It's true that no matter how you look at it, the USA spends a lot more per capita on healthcare relative to outcomes. But you have to be careful what outcome metric you look at. Like we're not doing great on life expectancy, but much of that is due to factors largely outside the healthcare system like violence, vehicle crashes, and lifestyle choices. And in other areas like 5-year cancer survival rates or new drug development we're at or near the top. Part of the problem in the USA is that we seem to be culturally incapable of admitting that rationing is needed, and that it simply isn't feasible to deliver excellent care to everyone, so political reform debates devolve into sound bites about "death panels".
The Affordable Care Act (Obamacare) set a minimum health plan medical loss ratio of 80%, or actually 85% for larger plans. And in practice most come in higher than that due to competitive pressures.
https://www.cms.gov/marketplace/private-health-insurance/med...
There's a huge amount of administrative overhead in dealing with health plans for things like claims and prior authorization. Much of that is imposed not so much by insurers themselves but by employers who want to hold down costs. Like a commercial insurer would be happy to sell a plan that would pay every claim immediately at 100% with no questions asked. It would be less work for them. But no one would buy it because costs would explode. Medicare and Medicaid plans also have prior authorization and peer review processes. Something like a quarter of all healthcare services are "low value care" which doesn't align with evidence-based clinical practice guidelines and may even harm the patient, so when health plans apply review processes the right way then ideally it's better for patients and holds down costs for everyone.

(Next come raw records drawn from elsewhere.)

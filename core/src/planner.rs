//! Generation target planning.
//!
//! Planning is a pure function over an immutable snapshot: the platform
//! configuration, the active personas, the mix flag, and the existing
//! posts. The orchestrator alone commits results back to the store.
//!
//! A target counts as satisfied by *any* post whose target key matches,
//! including still-pending placeholders and failed posts. Failed posts
//! therefore permanently satisfy their triple and are never re-offered;
//! regeneration is a manual concern.

use genie_types::{GenerationTarget, PlatformConfig, Post};

/// Compute the next outstanding target, or `None` when every
/// platform/count/persona combination implied by the configuration
/// already has a matching post (or no valid target can be formed).
///
/// Ordering is deterministic: platform enumeration order, then count
/// index ascending, then persona index ascending.
#[must_use]
pub fn next_target(
    configs: &[PlatformConfig],
    active_personas: &[String],
    mix_mode: bool,
    posts: &[Post],
) -> Option<GenerationTarget> {
    if active_personas.is_empty() {
        return None;
    }

    let satisfied = |target: GenerationTarget| posts.iter().any(|post| post.target.matches(target));

    for config in configs.iter().filter(|config| config.contributes()) {
        for count_index in 0..config.count {
            if mix_mode {
                let target = GenerationTarget::mixed(config.platform, count_index);
                if !satisfied(target) {
                    return Some(target);
                }
            } else {
                for persona_index in 0..active_personas.len() {
                    let target =
                        GenerationTarget::per_persona(config.platform, count_index, persona_index);
                    if !satisfied(target) {
                        return Some(target);
                    }
                }
            }
        }
    }

    None
}

/// Total number of posts the current configuration implies. Display
/// only; control flow always goes through [`next_target`].
#[must_use]
pub fn total_planned(configs: &[PlatformConfig], active_personas: &[String], mix_mode: bool) -> u32 {
    let personas = active_personas.len().max(1) as u32;
    configs
        .iter()
        .filter(|config| config.contributes())
        .map(|config| {
            if mix_mode {
                config.count
            } else {
                config.count * personas
            }
        })
        .sum()
}
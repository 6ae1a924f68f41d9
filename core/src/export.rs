//! Plain-text export of a single post.

use std::fmt::Write;

use genie_types::{Post, TextState};

/// Render a post as shareable plain text.
///
/// Pure over the post record: the same post always renders to the same
/// string, whatever its lifecycle state. Pending and failed posts export
/// their interim or failure message in place of the body so an export is
/// never empty.
#[must_use]
pub fn export_post_as_text(post: &Post) -> String {
    let mut out = String::new();

    let _ = writeln!(out, "Platform: {}", post.platform);
    if let Some(index) = post.target.persona_index {
        let persona = post
            .target
            .persona_text
            .clone()
            .unwrap_or_else(|| format!("Persona {}", index + 1));
        let _ = writeln!(out, "Target persona: {persona}");
    }
    out.push('\n');

    match &post.text {
        TextState::Pending { interim } => {
            let _ = writeln!(out, "Message:\n{interim}");
        }
        TextState::Ready(content) => {
            let _ = writeln!(out, "Message:\n{}", content.message);
            if !content.hashtags.is_empty() {
                let _ = writeln!(out, "\nHashtags:\n{}", content.hashtags.joined());
            }
            let _ = writeln!(
                out,
                "\nVisual suggestion ({}):\n{}",
                post.platform, content.visual_suggestion
            );
        }
        TextState::Failed { message } => {
            let _ = writeln!(out, "Message:\n{message}");
        }
    }

    if !post.image_prompt.is_empty() {
        let _ = writeln!(out, "\nImage prompt (if generated):\n{}", post.image_prompt);
    }

    out
}
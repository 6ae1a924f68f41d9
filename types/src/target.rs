//! Generation targets: the identity of one planned-but-not-yet-produced post.

use serde::{Deserialize, Serialize};

use crate::platform::Platform;

/// One planned unit of work: a `(platform, count index, persona index)`
/// triple. `persona_index` is `Some` only in non-mix mode, where it
/// indexes into the *active* persona subsequence.
#[derive(Debug, Clone, Copy, PartialEq, Eq, Serialize, Deserialize)]
pub struct GenerationTarget {
    pub platform: Platform,
    pub count_index: u32,
    pub persona_index: Option<usize>,
}

impl GenerationTarget {
    #[must_use]
    pub const fn mixed(platform: Platform, count_index: u32) -> Self {
        Self {
            platform,
            count_index,
            persona_index: None,
        }
    }

    #[must_use]
    pub const fn per_persona(platform: Platform, count_index: u32, persona_index: usize) -> Self {
        Self {
            platform,
            count_index,
            persona_index: Some(persona_index),
        }
    }
}

/// The originating target of an existing post, preserved for planner
/// matching and export.
///
/// The planner decides whether a target is already satisfied by comparing
/// against this key, never against the post id, so a placeholder inserted
/// the instant a target is claimed already counts as satisfying it.
#[derive(Debug, Clone, PartialEq, Eq, Serialize, Deserialize)]
pub struct TargetKey {
    pub platform: Platform,
    pub count_index: u32,
    pub persona_index: Option<usize>,
    /// The persona text used, when a specific persona was targeted.
    pub persona_text: Option<String>,
}

impl TargetKey {
    #[must_use]
    pub fn new(target: GenerationTarget, persona_text: Option<String>) -> Self {
        Self {
            platform: target.platform,
            count_index: target.count_index,
            persona_index: target.persona_index,
            persona_text,
        }
    }

    /// True when this key satisfies the given target triple.
    #[must_use]
    pub fn matches(&self, target: GenerationTarget) -> bool {
        self.platform == target.platform
            && self.count_index == target.count_index
            && self.persona_index == target.persona_index
    }
}

#[cfg(test)]
mod tests {
    use super::*;

    #[test]
    fn key_matches_full_triple() {
        let target = GenerationTarget::per_persona(Platform::Instagram, 1, 0);
        let key = TargetKey::new(target, Some("devs".into()));
        assert!(key.matches(target));
        assert!(!key.matches(GenerationTarget::per_persona(Platform::Instagram, 1, 1)));
        assert!(!key.matches(GenerationTarget::per_persona(Platform::Facebook, 1, 0)));
        assert!(!key.matches(GenerationTarget::mixed(Platform::Instagram, 1)));
    }

    #[test]
    fn mixed_key_does_not_match_per_persona_target() {
        let key = TargetKey::new(GenerationTarget::mixed(Platform::TikTok, 0), None);
        assert!(key.matches(GenerationTarget::mixed(Platform::TikTok, 0)));
        assert!(!key.matches(GenerationTarget::per_persona(Platform::TikTok, 0, 0)));
    }
}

To be clear, I'm not here to defend commercial health insurance companies. They are part of the problem and some reforms in that area are sorely needed. But let's have an honest debate about it and stop pretending that eliminating them would solve the deeper systemic problems.

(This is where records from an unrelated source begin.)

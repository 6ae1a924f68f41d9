//! Core orchestration for Genie.
//!
//! # Architecture
//!
//! - [`planner`] - pure target selection over an immutable snapshot of
//!   the configuration and the existing posts.
//! - [`store`] - the ordered post collection; every mutation is applied
//!   by id against the latest snapshot.
//! - [`orchestrator`] - the controller that claims targets, drives the
//!   provider client, and reconciles results back into the store.
//! - [`export`] - pure text export of a post.
//!
//! Data flow: settings snapshot -> planner -> orchestrator -> provider
//! client -> store -> consumer.

pub mod export;
pub mod orchestrator;
pub mod planner;
pub mod store;

pub use export::export_post_as_text;
pub use orchestrator::{ImageFlowOutcome, Orchestrator, RejectReason, TextFlowOutcome};
pub use store::PostStore;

Also not saying you're wrong about many healthcare services being unnecessary or even harmful, and someone has to be the one to say no to patients asking for low value care which is definitely a real hard position to be in and a real problem. At the same time insurance companies aren't making a great case for themselves as the solution imo bring on the government death panels.

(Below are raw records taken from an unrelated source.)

//! Genie CLI - binary entry point.
//!
//! The binary is a thin consumer of [`genie_core::Orchestrator`]: it
//! maps arguments onto the settings mutators, drives the generation
//! flows, and prints results. Posts live for the life of the process,
//! so image generation and export happen in the same invocation as the
//! text flow that produced them.

use std::process::ExitCode;

use anyhow::{Result, bail};
use tracing_subscriber::{EnvFilter, fmt, prelude::*};

use genie_config::{Credentials, GenerationSettings};
use genie_core::{ImageFlowOutcome, Orchestrator, TextFlowOutcome, export_post_as_text};
use genie_types::{OutputLength, PersonaList, Platform};

const USAGE: &str = "\
Usage: genie <command> [options]

Commands:
  plan        Print the settings snapshot, the total planned, and the
              next target
  generate    Generate post text for every planned target

Generate options:
  --one               Generate a single post, then stop
  --images            Request an image for every post whose text resolved
  --export            Print each post's export text after generation

Settings options (both commands):
  --objective <text>        Campaign objective
  --language <text>         Output language
  --persona <text>          Target persona; repeat for several (max 5)
  --platform <name>=<n>     Posts per platform, e.g. instagram=2; repeat
                            for several platforms (unset platforms are
                            deselected once the flag is used)
  --mix                     One post per slot across all personas
  --length <short|medium|long>
  --temperature <0.0..=1.0>
  --custom <text>           Extra instructions for the model
  --avoid <text>            Things the model must avoid
";

fn init_tracing() {
    let env_filter = EnvFilter::try_from_default_env()
        .or_else(|_| EnvFilter::try_new("warn"))
        .unwrap_or_else(|_| EnvFilter::new("warn"));

    tracing_subscriber::registry()
        .with(
            fmt::layer()
                .with_ansi(false)
                .with_writer(std::io::stderr),
        )
        .with(env_filter)
        .init();
}

#[derive(Debug, PartialEq, Eq)]
enum Command {
    Plan,
    Generate {
        one: bool,
        images: bool,
        export: bool,
    },
}

#[derive(Debug, PartialEq)]
struct CliArgs {
    command: Command,
    objective: Option<String>,
    language: Option<String>,
    personas: Vec<String>,
    platforms: Vec<(Platform, u32)>,
    mix: bool,
    length: Option<OutputLength>,
    temperature: Option<f32>,
    custom: Option<String>,
    avoid: Option<String>,
}

fn parse_args(args: &[String]) -> Result<CliArgs> {
    let mut iter = args.iter();
    let command = match iter.next().map(String::as_str) {
        Some("plan") => Command::Plan,
        Some("generate") => Command::Generate {
            one: false,
            images: false,
            export: false,
        },
        Some(other) => bail!("unknown command: {other}"),
        None => bail!("missing command"),
    };

    let mut parsed = CliArgs {
        command,
        objective: None,
        language: None,
        personas: Vec::new(),
        platforms: Vec::new(),
        mix: false,
        length: None,
        temperature: None,
        custom: None,
        avoid: None,
    };

    let take_value = |flag: &str, iter: &mut std::slice::Iter<'_, String>| -> Result<String> {
        iter.next()
            .cloned()
            .ok_or_else(|| anyhow::anyhow!("{flag} requires a value"))
    };

    while let Some(arg) = iter.next() {
        match arg.as_str() {
            "--one" | "--images" | "--export" => {
                let Command::Generate {
                    one,
                    images,
                    export,
                } = &mut parsed.command
                else {
                    bail!("{arg} only applies to the generate command");
                };
                match arg.as_str() {
                    "--one" => *one = true,
                    "--images" => *images = true,
                    _ => *export = true,
                }
            }
            "--objective" => parsed.objective = Some(take_value(arg, &mut iter)?),
            "--language" => parsed.language = Some(take_value(arg, &mut iter)?),
            "--persona" => parsed.personas.push(take_value(arg, &mut iter)?),
            "--platform" => {
                let value = take_value(arg, &mut iter)?;
                parsed.platforms.push(parse_platform_count(&value)?);
            }
            "--mix" => parsed.mix = true,
            "--length" => {
                let value = take_value(arg, &mut iter)?;
                parsed.length = Some(
                    OutputLength::parse(&value)
                        .ok_or_else(|| anyhow::anyhow!("unknown length: {value}"))?,
                );
            }
            "--temperature" => {
                let value = take_value(arg, &mut iter)?;
                parsed.temperature = Some(value.parse()?);
            }
            "--custom" => parsed.custom = Some(take_value(arg, &mut iter)?),
            "--avoid" => parsed.avoid = Some(take_value(arg, &mut iter)?),
            other => bail!("unknown option: {other}"),
        }
    }

    Ok(parsed)
}

fn parse_platform_count(value: &str) -> Result<(Platform, u32)> {
    let Some((name, count)) = value.split_once('=') else {
        bail!("--platform expects <name>=<count>, got: {value}");
    };
    let platform =
        Platform::parse(name).ok_or_else(|| anyhow::anyhow!("unknown platform: {name}"))?;
    Ok((platform, count.trim().parse()?))
}

/// Fold parsed arguments into a settings snapshot. Any `--platform`
/// flag replaces the whole platform selection; any `--persona` flag
/// replaces the whole persona list.
fn apply_settings(args: &CliArgs, settings: &mut GenerationSettings) {
    if let Some(objective) = &args.objective {
        settings.objective = objective.clone();
    }
    if let Some(language) = &args.language {
        settings.language = language.clone();
    }
    if !args.personas.is_empty() {
        settings.personas = PersonaList::new(args.personas.clone());
    }
    if !args.platforms.is_empty() {
        for platform in Platform::ALL {
            settings.select_platform(platform, false);
        }
        for &(platform, count) in &args.platforms {
            settings.select_platform(platform, count > 0);
            settings.set_platform_count(platform, count);
        }
    }
    if args.mix {
        settings.mix_personas = true;
    }
    if let Some(length) = args.length {
        settings.output_length = length;
    }
    if let Some(temperature) = args.temperature {
        settings.set_temperature(temperature);
    }
    if let Some(custom) = &args.custom {
        settings.custom_instructions = Some(custom.clone());
    }
    if let Some(avoid) = &args.avoid {
        settings.avoidance_instructions = Some(avoid.clone());
    }
}

async fn run_plan(orchestrator: &Orchestrator) {
    let settings = orchestrator.settings().await;
    println!("Objective: {}", settings.objective);
    println!("Language:  {}", settings.language);
    let active = settings.personas.active();
    println!(
        "Personas:  {} active{}",
        active.len(),
        if settings.mix_personas { " (mixed)" } else { "" }
    );
    for persona in &active {
        println!("  - {persona}");
    }
    println!("Platforms:");
    for config in settings.platforms.iter().filter(|c| c.contributes()) {
        println!("  - {} x{}", config.platform, config.count);
    }
    println!("Planned posts: {}", orchestrator.total_planned().await);
    match orchestrator.plan_next_target().await {
        Some(target) => {
            let persona = target
                .persona_index
                .map_or_else(|| "mixed".to_string(), |i| format!("persona {}", i + 1));
            println!(
                "Next target:   {} slot {} ({persona})",
                target.platform,
                target.count_index + 1
            );
        }
        None => println!("Next target:   none (plan exhausted)"),
    }
}

async fn run_generate(
    orchestrator: &Orchestrator,
    one: bool,
    images: bool,
    export: bool,
) -> ExitCode {
    let planned = orchestrator.total_planned().await;
    tracing::info!(planned, one, "Starting text generation");
    let outcomes = if one {
        vec![orchestrator.generate_next_text().await]
    } else {
        orchestrator.generate_all_text().await
    };

    let mut failed = false;
    for outcome in &outcomes {
        match outcome {
            TextFlowOutcome::Completed(id) => println!("generated  {id}"),
            TextFlowOutcome::Degraded(id) => println!("degraded   {id}"),
            TextFlowOutcome::Failed(id) => {
                failed = true;
                let detail = orchestrator
                    .last_error()
                    .await
                    .unwrap_or_else(|| "unknown error".to_string());
                eprintln!("failed     {id}: {detail}");
            }
            TextFlowOutcome::Exhausted => println!("nothing to generate: plan exhausted"),
            TextFlowOutcome::Busy => {
                failed = true;
                eprintln!("another generation is already running");
            }
            TextFlowOutcome::Rejected(reason) => {
                failed = true;
                eprintln!("cannot generate: {reason}");
            }
        }
    }

    if images {
        for post in orchestrator.posts().await {
            if !post.text.is_ready() {
                continue;
            }
            match orchestrator.generate_image(&post.id).await {
                ImageFlowOutcome::Completed(id) => println!("image      {id}"),
                ImageFlowOutcome::Placeholder(id) => println!("image      {id} (placeholder)"),
                ImageFlowOutcome::Failed(id) => {
                    failed = true;
                    let detail = orchestrator
                        .last_error()
                        .await
                        .unwrap_or_else(|| "unknown error".to_string());
                    eprintln!("image fail {id}: {detail}");
                }
                ImageFlowOutcome::StalePost => {}
                ImageFlowOutcome::Rejected(reason) => {
                    failed = true;
                    eprintln!("cannot generate images: {reason}");
                    break;
                }
            }
        }
    }

    if export {
        for post in orchestrator.posts().await {
            println!("\n--------------------------------");
            print!("{}", export_post_as_text(&post));
            if let genie_types::ImageState::Ready(image) = &post.image {
                println!("\nImage:\n{}", image.url());
            }
        }
    }

    if failed {
        ExitCode::FAILURE
    } else {
        ExitCode::SUCCESS
    }
}

#[tokio::main]
async fn main() -> ExitCode {
    init_tracing();

    let raw: Vec<String> = std::env::args().skip(1).collect();
    let args = match parse_args(&raw) {
        Ok(args) => args,
        Err(e) => {
            eprintln!("error: {e}\n\n{USAGE}");
            return ExitCode::FAILURE;
        }
    };

    let orchestrator = Orchestrator::new(&Credentials::from_env());
    let mut settings = orchestrator.settings().await;
    apply_settings(&args, &mut settings);
    orchestrator.update_settings(|current| *current = settings).await;
    tracing::debug!(command = ?args.command, "Arguments applied to settings");

    match args.command {
        Command::Plan => {
            run_plan(&orchestrator).await;
            ExitCode::SUCCESS
        }
        Command::Generate {
            one,
            images,
            export,
        } => run_generate(&orchestrator, one, images, export).await,
    }
}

In general though I'm just skeptical that a single payer solution is the best possible long-term approach. US federal and state governments are already under tremendous fiscal pressure. So if we forcibly route all healthcare payments through governments then there's going to be constant pressure to hold down costs through blunt measures. And decisions will inevitably become even more politicized with special favors or punishments given out based on party loyalty. Do we really want to put someone like Xavier Becerra or Robert F. Kennedy Jr. in charge of centrally planning something like a fifth of the US economy?
The current US healthcare system is unnecessarily wasteful and cruel. But on the positive side we produce far more innovation per capita than any other country. Let's find a way to incrementally fix the worst problems without killing the golden goose.